From Publishers Weekly
In such works as her classic novel of family interaction, How She Died, and her graphic depiction of working-class families in Sweetsir, Yglesias has never pulled her punches, writing with unsparing candor about the ways people in intimate relationships can hurt each other. She does so again in this little book, which describes, with unconstrained frankness and gallows humor, the pitiable conditions afflicting those in the anteroom of death. Narrator Jenny Witkovsky (aka Jane Witter, the name she uses as writer, critic, professor and lecturer) is even at 80 the "baby" of the four Witkovsky sisters. Two of the siblings are slowly dying, and Jenny comes to Miami Beach to help ease their last days. Eva, the eldest, is 95, and quietly failing. Naomi, at 90, is riddled with cancer. In recent years, they have depended on the third sister, 85-year-old Flora, a flamboyant geriatric sexpot who egotistically manipulates her siblings' lives. Now Jenny's arrival causes combustion. Yglesias eschews plot in favor of character portrayals, sketchily delineating the sisters' upbringing as the offspring of Jewish immigrants, and filling in their numerous marriages and lovers, careers and children, and the origins of their sibling rivalry. Meanwhile, she presents a social and cultural travelogue of Miami Beach's various districts and neighborhoodsAsweeping from the gaudy vulgarity of opulent hotels to down-at-the-heels elderly residences and nursing homes; capturing the Jewish population's prejudices against Cubans and Haitians, and vice versa; and drawing, without a veil of tact, an accurate picture of the geriatric community, most of whom are torn between the will to live and the wish to get dying over with. Detailed descriptions of the outfits each sister wears daily are intended as an indication of character but become jarringly intrusive in so slight a story. Yet some things are eerily accurate: the Yiddish-flavored, go-for-the-jugular dialogue; the ubiquity of infirm bodies using wheelchairs and walkers, the loud chatter of Spanish on buses and other public conveyances. And when, after a series of confrontations, recriminations, tears and reconciliations, the sisters finally agree on terminal care, they are all clear-eyed about the "unspeakable reality" of death. The audience for this book is anyone who is watching people they love grow old. Agents, Frances Goldin and Sydelle Kramer. (Oct.)
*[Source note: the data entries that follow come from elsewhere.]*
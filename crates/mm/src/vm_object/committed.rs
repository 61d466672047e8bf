//! 写时复制的预留池

use alloc::sync::Arc;
use core::sync::atomic::{AtomicUsize, Ordering};

use super::page::PhysicalPage;
use crate::frame_allocator::{alloc_committed_frame, commit_frames, uncommit_frames};

/// 克隆时为共享页预留的帧
///
/// 克隆后父子双方的每个共享页都可能在将来被写入而需要一个新页；
/// 克隆时一次性预留，使之后的 COW 缺页不会因内存不足而失败。
/// 由原对象和所有克隆通过 `Arc` 共享，计数是原子的。
/// 最后一个引用消失时，剩余的预留归还给帧分配器。
#[derive(Debug)]
pub struct CommittedCowPages {
    committed: AtomicUsize,
}

impl CommittedCowPages {
    /// 预留 `count` 个帧；帧分配器无法满足时返回 `None`
    pub fn try_create(count: usize) -> Option<Arc<Self>> {
        if !commit_frames(count) {
            log::warn!("cow pool: failed to commit {} frames", count);
            return None;
        }
        Some(Arc::new(Self {
            committed: AtomicUsize::new(count),
        }))
    }

    /// 消耗一个预留，返回一个清零的新页
    ///
    /// # Panics
    /// 预留已经用完
    pub fn allocate_one(&self) -> Arc<PhysicalPage> {
        match self.try_allocate_one() {
            Some(page) => page,
            None => panic!("cow pool: allocate_one on an exhausted pool"),
        }
    }

    /// 同 [`allocate_one`](Self::allocate_one)，预留已用完时返回 `None`
    ///
    /// 池由多个对象共享，各自只持有自己的锁，
    /// 因此检查余量和取走预留必须是同一个原子操作。
    pub fn try_allocate_one(&self) -> Option<Arc<PhysicalPage>> {
        self.try_take_one()
            .then(|| Arc::new(PhysicalPage::from_frame(alloc_committed_frame())))
    }

    /// 归还一个预留而不分配
    ///
    /// # Panics
    /// 预留已经用完
    pub fn uncommit_one(&self) {
        if !self.try_uncommit_one() {
            panic!("cow pool: uncommit_one on an exhausted pool");
        }
    }

    /// 同 [`uncommit_one`](Self::uncommit_one)，预留已用完时返回 false
    pub fn try_uncommit_one(&self) -> bool {
        let taken = self.try_take_one();
        if taken {
            uncommit_frames(1);
        }
        taken
    }

    /// 剩余预留数
    pub fn committed_count(&self) -> usize {
        self.committed.load(Ordering::Acquire)
    }

    /// 预留是否已经用完
    pub fn is_empty(&self) -> bool {
        self.committed_count() == 0
    }

    fn try_take_one(&self) -> bool {
        self.committed
            .fetch_update(Ordering::AcqRel, Ordering::Acquire, |n| n.checked_sub(1))
            .is_ok()
    }
}

impl Drop for CommittedCowPages {
    fn drop(&mut self) {
        uncommit_frames(*self.committed.get_mut());
    }
}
Copyright 1999 Reed Business Information, Inc.
From Library Journal
I am not an 80-year-old Jewish woman. Nor have I been to Miami, with its gaudy colors, hot wind, and aging population. But from this novel, the fifth by Helen Yglesias (The Saviors), I can vividly imagine what it would be like. The "girls" are the four Witkovsky sisters: Eva, 95, debilitated by carelessly monitored drugs; Naomi, 90, fighting cancer but maintaining a crown of naturally black hair; Flora, 85, dressed in garish outfits as she does her standup routine on the senior circuit; and Jenny, the youngest, who comes south from New York to care for the others. Through her we meet the sisters, celebrate Eva's birthday, meet Flora's latest date, and settle Naomi into a nursing home. The sisters quarrel about men and money, rage and forgive, review the past and wonder why they can't live forever in this brisk, affecting novel. Recommended for public libraries.AYvette Weller Olson, City Univ. Lib., Renton, WA
Copyright 1999 Reed Business Information, Inc.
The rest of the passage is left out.